Posted by Lorenzo A. Tribbett, Agricultural Marketing Service Fruit and Vegetable Program Specialty Crops Inspection Division Director in USDA Results Conservation
Feb 21, 2017
Summer student interns Joe Dionne and Elliot Alexander; Specialty Crops Inspection Division Assistant Central Region Branch Chief Phil Bricker; AMS Fruit and Vegetable Program Associate Deputy Administrator Chris Purdy
This summer, several employees joined our staff as interns in our New York, Chicago, and Philadelphia locations. The program allows students to gain practical work experience while the agency helps develop future leaders. (Pictured left to right): Summer student interns Joe Dionne and Elliot Alexander; Specialty Crops Inspection Division Assistant Central Region Branch Chief Phil Bricker; AMS Fruit and Vegetable Program Associate Deputy Administrator Chris Purdy. (AMS photo)

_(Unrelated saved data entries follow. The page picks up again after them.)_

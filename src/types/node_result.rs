//! Per-node record produced by the scheduler.

use serde::{Deserialize, Serialize};
use serde_json::Value;

use super::{CheckOutcome, NodeKind, NodeStatus, Severity};

/// What a node produced.
#[derive(Debug, Clone, PartialEq, Serialize, Deserialize)]
#[serde(tag = "type", content = "data", rename_all = "lowercase")]
pub enum NodePayload {
  /// Handler not invoked (skipped, planned) or failed before returning.
  None,
  /// Value returned by a task.
  Value(Value),
  /// Outcome returned by a check.
  Check(CheckOutcome),
}

/// Record of one scheduled node in one run. Immutable once recorded.
#[derive(Debug, Clone, PartialEq, Serialize, Deserialize)]
pub struct NodeResult {
  pub id: String,
  pub kind: NodeKind,
  /// Severity of a check; `None` for tasks.
  pub severity: Option<Severity>,
  pub status: NodeStatus,
  pub payload: NodePayload,
  /// Set only when `status` is `Error`.
  pub error: Option<String>,
  /// True when skipped because a dependency did not pass.
  pub upstream_skipped: bool,
  /// First dependency (declaration order) that caused the skip.
  pub blocked_by: Option<String>,
  /// Handler wall time in milliseconds; 0 when not invoked.
  pub duration_ms: u64,
}

impl NodeResult {
  /// Returns the check outcome, if this node is a check that returned one.
  pub fn outcome(&self) -> Option<&CheckOutcome> {
    match &self.payload {
      NodePayload::Check(o) => Some(o),
      _ => None,
    }
  }

  /// Returns the task value, if this node is a task that returned one.
  pub fn value(&self) -> Option<&Value> {
    match &self.payload {
      NodePayload::Value(v) => Some(v),
      _ => None,
    }
  }

  /// Human-readable description: check description, error message, or skip reason.
  pub fn description(&self) -> String {
    if let Some(err) = &self.error {
      return err.clone();
    }
    if let Some(dep) = &self.blocked_by {
      return format!("skipped: upstream '{}' did not pass", dep);
    }
    self
      .outcome()
      .map(|o| o.description().to_string())
      .unwrap_or_default()
  }
}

Here at the USDA’s Agricultural Marketing Service (AMS), one of the many benefits of creating marketing opportunities for ag businesses is seeing first-hand how the industry supports 1 in 12 jobs all over the country. In addition to feeding the world, the ag industry continues to be the strong backbone in our nation’s economy – in both rural and urban areas. To help continue this trend, we set out to groom the next generation of ag leaders. Our Fruit and Vegetable Program developed a strong relationship with high schools in a couple of the country’s largest cities, allowing students to work with the agency while still enrolled in high school.

We started in New York City, home of the Hunt’s Point Terminal Market – the nation’s largest wholesale produce market – so that students at John Bowne High School could get their feet wet in the agriculture industry. We did this by offering the students the opportunity to come on board as interns for our Specialty Crops Inspection Division (SCI). Employees in this division inspect produce entering and leaving Hunt’s Point, which employs more than 10,000 people and generates $2 billion in sales annually. Thanks to a budding relationship with this school featuring a strong ag curriculum, students can now get practical work experience while in school.

Connecting with the next generation of ag leaders is a win-win for all. The students are deeply immersed in all things produce through an apprenticeship like system where they are trained by senior employees. In addition to learning about how to identify quality produce and look for defects, the students are offered personal development opportunities to help them advance their careers. As a result, AMS can help mold future leaders that will help the agency remain a top entity in the industry for many years down the road.

The program started in New York, but it was expanded to include the Chicago High School for Agricultural Sciences in Chicago, Ill., and the W.B. Saul High School in Philadelphia, Pa. The students worked in our offices at the Chicago International Produce Market and the Philadelphia Wholesale Market, respectively.

AMS is proud to help our students find promising careers in the ag industry. This summer, several students joined our staff as interns in all three locations. We even had one student return while on vacation from their first year in college.

All of these efforts are part of our commitment to show young students there are viable job opportunities in the ag industry right in their own back yard. We encourage you to listen to our radio interview to learn about the program with local high schools. You can also check out a blog story that highlights some of our recent success bringing on young students to the agency. We encourage all high school and college students interested in an agricultural career to visit the Pathways Program website to find internships and recent graduate jobs.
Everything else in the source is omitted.